- **Task requirements**
The answer should reproduce the listing below character for character.

= = =

use std::fmt;
use std::io;
use std::path::PathBuf;
use thiserror::Error;

/// The number of letters in every secret and every accepted guess.
pub const WORD_LENGTH: usize = 5;

/// The number of guesses a player gets before the game is lost.
pub const MAX_ATTEMPTS: usize = 6;

/// The result of a given letter at a specific location.
#[derive(Debug, Eq, PartialEq, Clone, Copy, Hash)]
pub enum LetterResult {
    /// The letter is in the secret at this location.
    Correct,
    /// The letter appears somewhere in the secret, but not here.
    PresentNotHere,
    /// The letter does not appear anywhere in the secret.
    NotPresent,
}

impl LetterResult {
    /// The symbol shown on the board for this result.
    pub fn symbol(self) -> char {
        match self {
            LetterResult::Correct => 'G',
            LetterResult::PresentNotHere => 'Y',
            LetterResult::NotPresent => '_',
        }
    }
}

/// The results for every letter of one guess, in the same order as the guess.
#[derive(Debug, Eq, PartialEq, Clone, Copy, Hash)]
pub struct FeedbackRow(pub [LetterResult; WORD_LENGTH]);

impl FeedbackRow {
    /// Returns `true` iff every letter was [`LetterResult::Correct`].
    pub fn is_all_correct(&self) -> bool {
        self.0
            .iter()
            .all(|letter_result| *letter_result == LetterResult::Correct)
    }

    pub fn results(&self) -> &[LetterResult; WORD_LENGTH] {
        &self.0
    }
}

impl fmt::Display for FeedbackRow {
    fn fmt(&self, f: &mut fmt::Formatter<'_>) -> fmt::Result {
        for letter_result in self.0 {
            write!(f, "{}", letter_result.symbol())?;
        }
        Ok(())
    }
}

/// Indicates that an error occurred while loading words or playing the game.
#[derive(Debug, Error)]
pub enum WordleError {
    /// The dictionary file does not exist.
    #[error("dictionary file not found: {}", .path.display())]
    ResourceNotFound { path: PathBuf },
    #[error("I/O error: {0}")]
    Io(#[from] io::Error),
    /// A secret was requested from a dictionary with no words in it.
    #[error("the dictionary is empty, so no secret word can be chosen")]
    EmptyDictionary,
    /// A word did not have [`WORD_LENGTH`] letters. Provides the length that was found.
    #[error("expected a five-letter word, but it had {0} letters")]
    WordLength(usize),
    /// The secret chosen from a dictionary file did not have [`WORD_LENGTH`] letters.
    #[error(
        "dictionary {} contains \"{}\", which has {} letters instead of five",
        .path.display(),
        .word,
        .length
    )]
    InvalidDictionaryWord {
        word: String,
        path: PathBuf,
        length: usize,
    },
    /// The board already holds [`MAX_ATTEMPTS`] rows.
    #[error("the board has no rows left for another guess")]
    BoardFull,
    /// Rows must be written in order, one after the other.
    #[error("expected to write row {expected}, but got row {actual}")]
    RowOutOfOrder { expected: usize, actual: usize },
    /// Feedback was given for a row that has no guess yet.
    #[error("row {0} has no guess to attach feedback to")]
    MissingGuess(usize),
    /// The game has already been won or lost.
    #[error("the game is already over")]
    GameOver,
    /// Input ended while waiting for the next guess.
    #[error("input closed before the game finished")]
    InputClosed,
}

/// Whether the game was won or lost by the player.
#[derive(Debug, Eq, PartialEq, Clone)]
pub enum GameResult {
    /// The player found the secret. Provides the 1-indexed attempt it was found on.
    Won { attempts: usize },
    /// The player used every attempt. Provides the secret so it can be revealed.
    Lost { secret: String },
}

= = =

- **Written response**
use std::fmt;
use std::io;
use std::path::PathBuf;
use thiserror::Error;

/// The number of letters in every secret and every accepted guess.
pub const WORD_LENGTH: usize = 5;

/// The number of guesses a player gets before the game is lost.
pub const MAX_ATTEMPTS: usize = 6;

/// The result of a given letter at a specific location.
#[derive(Debug, Eq, PartialEq, Clone, Copy, Hash)]
pub enum LetterResult {
    /// The letter is in the secret at this location.
    Correct,
    /// The letter appears somewhere in the secret, but not here.
    PresentNotHere,
    /// The letter does not appear anywhere in the secret.
    NotPresent,
}

impl LetterResult {
    /// The symbol shown on the board for this result.
    pub fn symbol(self) -> char {
        match self {
            LetterResult::Correct => 'G',
            LetterResult::PresentNotHere => 'Y',
            LetterResult::NotPresent => '_',
        }
    }
}

/// The results for every letter of one guess, in the same order as the guess.
#[derive(Debug, Eq, PartialEq, Clone, Copy, Hash)]
pub struct FeedbackRow(pub [LetterResult; WORD_LENGTH]);

impl FeedbackRow {
    /// Returns `true` iff every letter was [`LetterResult::Correct`].
    pub fn is_all_correct(&self) -> bool {
        self.0
            .iter()
            .all(|letter_result| *letter_result == LetterResult::Correct)
    }

    pub fn results(&self) -> &[LetterResult; WORD_LENGTH] {
        &self.0
    }
}

impl fmt::Display for FeedbackRow {
    fn fmt(&self, f: &mut fmt::Formatter<'_>) -> fmt::Result {
        for letter_result in self.0 {
            write!(f, "{}", letter_result.symbol())?;
        }
        Ok(())
    }
}

/// Indicates that an error occurred while loading words or playing the game.
#[derive(Debug, Error)]
pub enum WordleError {
    /// The dictionary file does not exist.
    #[error("dictionary file not found: {}", .path.display())]
    ResourceNotFound { path: PathBuf },
    #[error("I/O error: {0}")]
    Io(#[from] io::Error),
    /// A secret was requested from a dictionary with no words in it.
    #[error("the dictionary is empty, so no secret word can be chosen")]
    EmptyDictionary,
    /// A word did not have [`WORD_LENGTH`] letters. Provides the length that was found.
    #[error("expected a five-letter word, but it had {0} letters")]
    WordLength(usize),
    /// The secret chosen from a dictionary file did not have [`WORD_LENGTH`] letters.
    #[error(
        "dictionary {} contains \"{}\", which has {} letters instead of five",
        .path.display(),
        .word,
        .length
    )]
    InvalidDictionaryWord {
        word: String,
        path: PathBuf,
        length: usize,
    },
    /// The board already holds [`MAX_ATTEMPTS`] rows.
    #[error("the board has no rows left for another guess")]
    BoardFull,
    /// Rows must be written in order, one after the other.
    #[error("expected to write row {expected}, but got row {actual}")]
    RowOutOfOrder { expected: usize, actual: usize },
    /// Feedback was given for a row that has no guess yet.
    #[error("row {0} has no guess to attach feedback to")]
    MissingGuess(usize),
    /// The game has already been won or lost.
    #[error("the game is already over")]
    GameOver,
    /// Input ended while waiting for the next guess.
    #[error("input closed before the game finished")]
    InputClosed,
}

/// Whether the game was won or lost by the player.
#[derive(Debug, Eq, PartialEq, Clone)]
pub enum GameResult {
    /// The player found the secret. Provides the 1-indexed attempt it was found on.
    Won { attempts: usize },
    /// The player used every attempt. Provides the secret so it can be revealed.
    Lost { secret: String },
}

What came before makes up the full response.